Madugula sued Taub, alleging (among other things) that Taub violated Michigan’s shareholder-oppression statute. Like most plaintiffs in civil suits, Madugula filed a jury demand. Before the trial, Taub filed a motion arguing that Madugula wasn’t entitled to a jury and that the court should decide the case and the appropriate relief. The trial court disagreed and a jury returned a verdict in Madugula’s favor. The jury awarded Madugula $191,675 in economic damages and concluded that Taub had to buy Madugula’s stock for $1.2 million.
Taub appealed to the Court of Appeals, which affirmed the trial court’s ruling. But the Supreme Court reversed. The Supreme Court took the issue in steps. First, it determined that the shareholder-oppression statute did not indicate a legislative intent to provide a right to a jury trial. The sticking point here was that the statute authorized the award of damages, which are usually determined by juries. But that wasn’t enough. The statute also says that the court “may” award “relief as it considers appropriate” and provides a nonexhaustive list of potential remedies, which, in addition to damages, includes equitable remedies like dissolution. Since “such wide latitude to fashion relief is consistent with an action in equity” and equitable relief is determined by courts, the statute did not suggest a right to a jury.

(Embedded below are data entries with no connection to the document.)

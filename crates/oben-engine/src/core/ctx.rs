use winit::window::{Window, WindowId};

use crate::device::{Gpu, SurfaceErrorAction};
use crate::input::InputSource;
use crate::render::RenderTarget;
use crate::time::FrameTime;
use crate::window::RuntimeCtx;

use super::app::AppControl;

/// Per-window handles and immutable window metadata.
pub struct WindowCtx<'a> {
    pub id: WindowId,
    pub window: &'a Window,
}

/// Per-frame context passed to `core::App::on_frame`.
///
/// Lifetimes:
/// - `'a` is the duration of the callback invocation
/// - `'w` is the window-borrow lifetime carried by `Gpu<'w>`
pub struct FrameCtx<'a, 'w> {
    pub window: WindowCtx<'a>,
    pub gpu: &'a mut Gpu<'w>,
    /// Input accumulated since the last poll. Poll at most once per frame.
    pub input: &'a mut dyn InputSource,
    pub time: FrameTime,
    pub runtime: &'a mut RuntimeCtx,
}

impl<'a, 'w> FrameCtx<'a, 'w> {
    /// Acquires the next surface texture, calls `draw` with a [`RenderTarget`] over
    /// it, then presents.
    ///
    /// `draw` is responsible for clearing. Surface errors are handled here: a lost
    /// or outdated surface is reconfigured and the frame skipped, a fatal one
    /// returns [`AppControl::Exit`].
    pub fn render<F>(&mut self, draw: F) -> AppControl
    where
        F: FnOnce(&mut RenderTarget<'_>),
    {
        let mut frame = match self.gpu.begin_frame() {
            Ok(f) => f,
            Err(err) => {
                let action = self.gpu.handle_surface_error(err);
                if action == SurfaceErrorAction::Fatal {
                    return AppControl::Exit;
                }
                return AppControl::Continue;
            }
        };

        // RenderTarget borrows frame.encoder; dropped before submit() takes frame.
        {
            let size = self.gpu.size();
            let mut target =
                RenderTarget::new(&mut frame.encoder, &frame.view, (size.width, size.height));
            draw(&mut target);
        }

        self.window.window.pre_present_notify();
        self.gpu.submit(frame);

        AppControl::Continue
    }
}
use glam::Vec2;

use super::snapshot::InputSnapshot;
use super::source::InputSource;
use super::types::{
    InputEvent, MouseButton, MouseButtonState, PointerButtonEvent, PointerMoveEvent, TouchEvent,
    TouchPhase,
};

/// Whether the host should keep processing an event after the accumulator saw it.
#[derive(Debug, Copy, Clone, Eq, PartialEq)]
pub enum Propagation {
    /// Event may reach the application and the platform default handling.
    Forward,
    /// Event is owned by the camera controls (wheel, context menu, secondary button).
    Suppress,
}

/// Collects pointer and wheel input between frames.
///
/// Events are applied in O(1) as they arrive. [`drain_and_reset`](Self::drain_and_reset)
/// is the single point where accumulated deltas are handed out and cleared.
///
/// Drag classification per motion event, highest priority first:
/// - primary button (or an active touch): orbit delta
/// - middle button: pan delta, horizontal inverted
/// - secondary button: axis-rotation delta
#[derive(Debug, Default)]
pub struct InputAccumulator {
    pointer: Vec2,
    pan: Vec2,
    rotation: Vec2,
    zoom: i32,

    primary_down: bool,
    middle_down: bool,
    secondary_down: bool,

    /// Last pointer position; `None` until the pointer is seen again.
    last_pos: Option<Vec2>,

    /// Tracked touch contact (id, last position).
    touch: Option<(u64, Vec2)>,
}

impl InputAccumulator {
    pub fn new() -> Self {
        Self::default()
    }

    /// Applies one platform-agnostic event.
    pub fn handle(&mut self, ev: &InputEvent) -> Propagation {
        match ev {
            InputEvent::PointerMoved(PointerMoveEvent { x, y }) => {
                let pos = Vec2::new(*x, *y);
                if let Some(last) = self.last_pos {
                    self.accumulate_drag(pos - last);
                }
                self.last_pos = Some(pos);
                Propagation::Forward
            }

            InputEvent::PointerButton(PointerButtonEvent { button, state, pos, .. }) => {
                if let Some((x, y)) = pos {
                    self.last_pos = Some(Vec2::new(*x, *y));
                }
                let down = *state == MouseButtonState::Pressed;
                match button {
                    MouseButton::Left => self.primary_down = down,
                    MouseButton::Middle => self.middle_down = down,
                    MouseButton::Right => {
                        self.secondary_down = down;
                        return Propagation::Suppress;
                    }
                    _ => {}
                }
                Propagation::Forward
            }

            InputEvent::MouseWheel { delta, .. } => {
                self.zoom += wheel_step(delta.vertical());
                Propagation::Suppress
            }

            InputEvent::Touch(touch) => {
                self.apply_touch(touch);
                Propagation::Forward
            }

            InputEvent::ContextMenu => Propagation::Suppress,

            InputEvent::PointerLeft => {
                self.last_pos = None;
                Propagation::Forward
            }

            InputEvent::Focused(false) => {
                // Releases may never arrive once focus is gone.
                self.primary_down = false;
                self.middle_down = false;
                self.secondary_down = false;
                self.last_pos = None;
                self.touch = None;
                Propagation::Forward
            }

            InputEvent::Focused(true) | InputEvent::ModifiersChanged(_) | InputEvent::Key { .. } => {
                Propagation::Forward
            }
        }
    }

    /// Returns the accumulated deltas and zeroes them.
    ///
    /// Held-button state is reported as it is right now and is left untouched.
    pub fn drain_and_reset(&mut self) -> InputSnapshot {
        let snapshot = InputSnapshot {
            pointer: self.pointer,
            pan: self.pan,
            rotation: self.rotation,
            zoom: self.zoom,
            primary_held: self.primary_held(),
        };

        self.pointer = Vec2::ZERO;
        self.pan = Vec2::ZERO;
        self.rotation = Vec2::ZERO;
        self.zoom = 0;

        snapshot
    }

    pub fn primary_held(&self) -> bool {
        self.primary_down || self.touch.is_some()
    }

    fn accumulate_drag(&mut self, delta: Vec2) {
        if self.primary_held() {
            self.pointer += delta;
        } else if self.middle_down {
            self.pan.x -= delta.x;
            self.pan.y += delta.y;
        } else if self.secondary_down {
            self.rotation += delta;
        }
    }

    fn apply_touch(&mut self, touch: &TouchEvent) {
        let pos = Vec2::new(touch.x, touch.y);
        match (touch.phase, self.touch) {
            (TouchPhase::Started, None) => self.touch = Some((touch.id, pos)),
            (TouchPhase::Moved, Some((id, last))) if id == touch.id => {
                self.pointer += pos - last;
                self.touch = Some((id, pos));
            }
            (TouchPhase::Ended, Some((id, _))) if id == touch.id => self.touch = None,
            // Additional fingers are ignored; one contact drives the orbit.
            _ => {}
        }
    }
}

impl InputSource for InputAccumulator {
    fn poll(&mut self) -> InputSnapshot {
        self.drain_and_reset()
    }
}

/// Sign of a wheel delta. Magnitude is discarded because scroll units differ
/// between devices.
fn wheel_step(dy: f32) -> i32 {
    if dy > 0.0 {
        1
    } else if dy < 0.0 {
        -1
    } else {
        0
    }
}

#[cfg(test)]
mod tests {
    use super::*;
    use crate::input::{Key, KeyState, Modifiers, MouseWheelDelta};

    fn moved(x: f32, y: f32) -> InputEvent {
        InputEvent::PointerMoved(PointerMoveEvent { x, y })
    }

    fn button(button: MouseButton, state: MouseButtonState, x: f32, y: f32) -> InputEvent {
        InputEvent::PointerButton(PointerButtonEvent {
            button,
            state,
            pos: Some((x, y)),
            modifiers: Modifiers::default(),
        })
    }

    fn wheel(y: f32) -> InputEvent {
        InputEvent::MouseWheel {
            delta: MouseWheelDelta::Pixel { x: 0.0, y },
            modifiers: Modifiers::default(),
        }
    }

    fn drag(acc: &mut InputAccumulator, b: MouseButton, from: (f32, f32), to: (f32, f32)) {
        acc.handle(&button(b, MouseButtonState::Pressed, from.0, from.1));
        acc.handle(&moved(to.0, to.1));
    }

    #[test]
    fn primary_drag_accumulates_pointer_delta() {
        let mut acc = InputAccumulator::new();
        drag(&mut acc, MouseButton::Left, (10.0, 10.0), (15.0, 7.0));
        acc.handle(&moved(16.0, 9.0));

        let snap = acc.drain_and_reset();
        assert_eq!(snap.pointer, Vec2::new(6.0, -1.0));
        assert_eq!(snap.pan, Vec2::ZERO);
        assert!(snap.primary_held);
    }

    #[test]
    fn middle_drag_inverts_horizontal_pan_only() {
        let mut acc = InputAccumulator::new();
        drag(&mut acc, MouseButton::Middle, (0.0, 0.0), (4.0, 3.0));

        let snap = acc.drain_and_reset();
        assert_eq!(snap.pan, Vec2::new(-4.0, 3.0));
        assert_eq!(snap.pointer, Vec2::ZERO);
        assert!(!snap.primary_held);
    }

    #[test]
    fn secondary_drag_accumulates_rotation_without_inversion() {
        let mut acc = InputAccumulator::new();
        drag(&mut acc, MouseButton::Right, (0.0, 0.0), (-2.0, 5.0));

        let snap = acc.drain_and_reset();
        assert_eq!(snap.rotation, Vec2::new(-2.0, 5.0));
    }

    #[test]
    fn primary_drag_takes_priority_over_pan() {
        let mut acc = InputAccumulator::new();
        acc.handle(&button(MouseButton::Middle, MouseButtonState::Pressed, 0.0, 0.0));
        acc.handle(&button(MouseButton::Left, MouseButtonState::Pressed, 0.0, 0.0));
        acc.handle(&moved(3.0, 3.0));

        let snap = acc.drain_and_reset();
        assert_eq!(snap.pointer, Vec2::new(3.0, 3.0));
        assert_eq!(snap.pan, Vec2::ZERO);
    }

    #[test]
    fn press_before_any_move_does_not_invent_an_anchor() {
        let mut acc = InputAccumulator::new();
        acc.handle(&InputEvent::PointerButton(PointerButtonEvent {
            button: MouseButton::Left,
            state: MouseButtonState::Pressed,
            pos: None,
            modifiers: Modifiers::default(),
        }));
        acc.handle(&moved(640.0, 360.0));
        acc.handle(&moved(641.0, 360.0));

        let snap = acc.drain_and_reset();
        assert_eq!(snap.pointer, Vec2::new(1.0, 0.0));
        assert!(snap.primary_held);
    }

    #[test]
    fn hover_without_buttons_accumulates_nothing() {
        let mut acc = InputAccumulator::new();
        acc.handle(&moved(0.0, 0.0));
        acc.handle(&moved(50.0, 50.0));
        assert!(acc.drain_and_reset().is_idle());
    }

    #[test]
    fn first_position_after_leave_yields_no_delta() {
        let mut acc = InputAccumulator::new();
        drag(&mut acc, MouseButton::Left, (0.0, 0.0), (1.0, 0.0));
        acc.handle(&InputEvent::PointerLeft);
        acc.handle(&moved(100.0, 100.0));

        assert_eq!(acc.drain_and_reset().pointer, Vec2::new(1.0, 0.0));
    }

    #[test]
    fn second_drain_is_all_zero() {
        let mut acc = InputAccumulator::new();
        drag(&mut acc, MouseButton::Left, (0.0, 0.0), (8.0, 8.0));
        acc.handle(&wheel(1.0));

        let first = acc.drain_and_reset();
        assert!(!first.is_idle());

        let second = acc.drain_and_reset();
        assert!(second.is_idle());
        assert_eq!(second.pointer, Vec2::ZERO);
        assert_eq!(second.zoom, 0);
    }

    #[test]
    fn held_state_survives_drain() {
        let mut acc = InputAccumulator::new();
        acc.handle(&button(MouseButton::Left, MouseButtonState::Pressed, 0.0, 0.0));
        assert!(acc.drain_and_reset().primary_held);
        assert!(acc.drain_and_reset().primary_held);

        acc.handle(&button(MouseButton::Left, MouseButtonState::Released, 0.0, 0.0));
        assert!(!acc.drain_and_reset().primary_held);
    }

    #[test]
    fn wheel_accumulates_sign_only() {
        let mut acc = InputAccumulator::new();
        acc.handle(&wheel(5.3));
        assert_eq!(acc.drain_and_reset().zoom, 1);

        acc.handle(&wheel(0.2));
        assert_eq!(acc.drain_and_reset().zoom, 1);

        acc.handle(&wheel(-3.0));
        assert_eq!(acc.drain_and_reset().zoom, -1);

        acc.handle(&wheel(0.0));
        acc.handle(&wheel(f32::NAN));
        assert_eq!(acc.drain_and_reset().zoom, 0);
    }

    #[test]
    fn wheel_steps_sum_between_drains() {
        let mut acc = InputAccumulator::new();
        for dy in [120.0, 3.0, -1.0, 0.5] {
            acc.handle(&wheel(dy));
        }
        assert_eq!(acc.drain_and_reset().zoom, 2);
    }

    #[test]
    fn camera_owned_events_are_suppressed() {
        let mut acc = InputAccumulator::new();
        assert_eq!(acc.handle(&wheel(1.0)), Propagation::Suppress);
        assert_eq!(acc.handle(&InputEvent::ContextMenu), Propagation::Suppress);
        assert_eq!(
            acc.handle(&button(MouseButton::Right, MouseButtonState::Pressed, 0.0, 0.0)),
            Propagation::Suppress
        );
        assert_eq!(acc.handle(&moved(1.0, 1.0)), Propagation::Forward);
        assert_eq!(
            acc.handle(&InputEvent::Key {
                key: Key::R,
                state: KeyState::Pressed,
                modifiers: Modifiers::default(),
                repeat: false,
            }),
            Propagation::Forward
        );
    }

    #[test]
    fn focus_loss_releases_buttons() {
        let mut acc = InputAccumulator::new();
        acc.handle(&button(MouseButton::Left, MouseButtonState::Pressed, 0.0, 0.0));
        acc.handle(&InputEvent::Focused(false));
        acc.handle(&moved(5.0, 5.0));
        acc.handle(&moved(9.0, 9.0));

        let snap = acc.drain_and_reset();
        assert!(!snap.primary_held);
        assert_eq!(snap.pointer, Vec2::ZERO);
    }

    #[test]
    fn touch_drag_acts_as_primary() {
        let mut acc = InputAccumulator::new();
        let touch = |phase, x, y| InputEvent::Touch(TouchEvent { id: 7, phase, x, y });

        acc.handle(&touch(TouchPhase::Started, 0.0, 0.0));
        acc.handle(&touch(TouchPhase::Moved, 2.0, 3.0));
        // A second finger does not hijack the drag.
        acc.handle(&InputEvent::Touch(TouchEvent { id: 8, phase: TouchPhase::Moved, x: 90.0, y: 90.0 }));

        let snap = acc.drain_and_reset();
        assert_eq!(snap.pointer, Vec2::new(2.0, 3.0));
        assert!(snap.primary_held);

        acc.handle(&touch(TouchPhase::Ended, 2.0, 3.0));
        assert!(!acc.drain_and_reset().primary_held);
    }

    #[test]
    fn poll_drains() {
        let mut acc = InputAccumulator::new();
        acc.handle(&wheel(-2.0));
        let source: &mut dyn InputSource = &mut acc;
        assert_eq!(source.poll().zoom, -1);
        assert_eq!(source.poll().zoom, 0);
    }
}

The next step was determining whether the Michigan Constitution provided a right to a jury for shareholder-oppression claims. Again, the answer was “no.” The right to a jury under the Michigan Constitution is basically a snap-shot in time. If a claim is similar to one that had a right to a jury when the Constitution was enacted, then it still does. But the claims analogous to a shareholder-oppression claim —shareholder derivative claims and claims for corporate dissolution — were decided without a jury.
So the Court concluded that there was no right to a jury and shareholder-oppression claims in Michigan “must be tried before a court of equity,” — that is, a bench trial. But that rule came with a caveat. The Michigan Court Rules permit the use of “advisory juries.” to help courts decide issues of fact. A court may use an advisory jury and a shareholder-oppression lawsuit, but it “must still state [its] own findings of the facts and conclusions of law.” Since that didn’t happen in Madugula, the Court remanded the case to the trial court to make the requisite findings or conduct a new trial.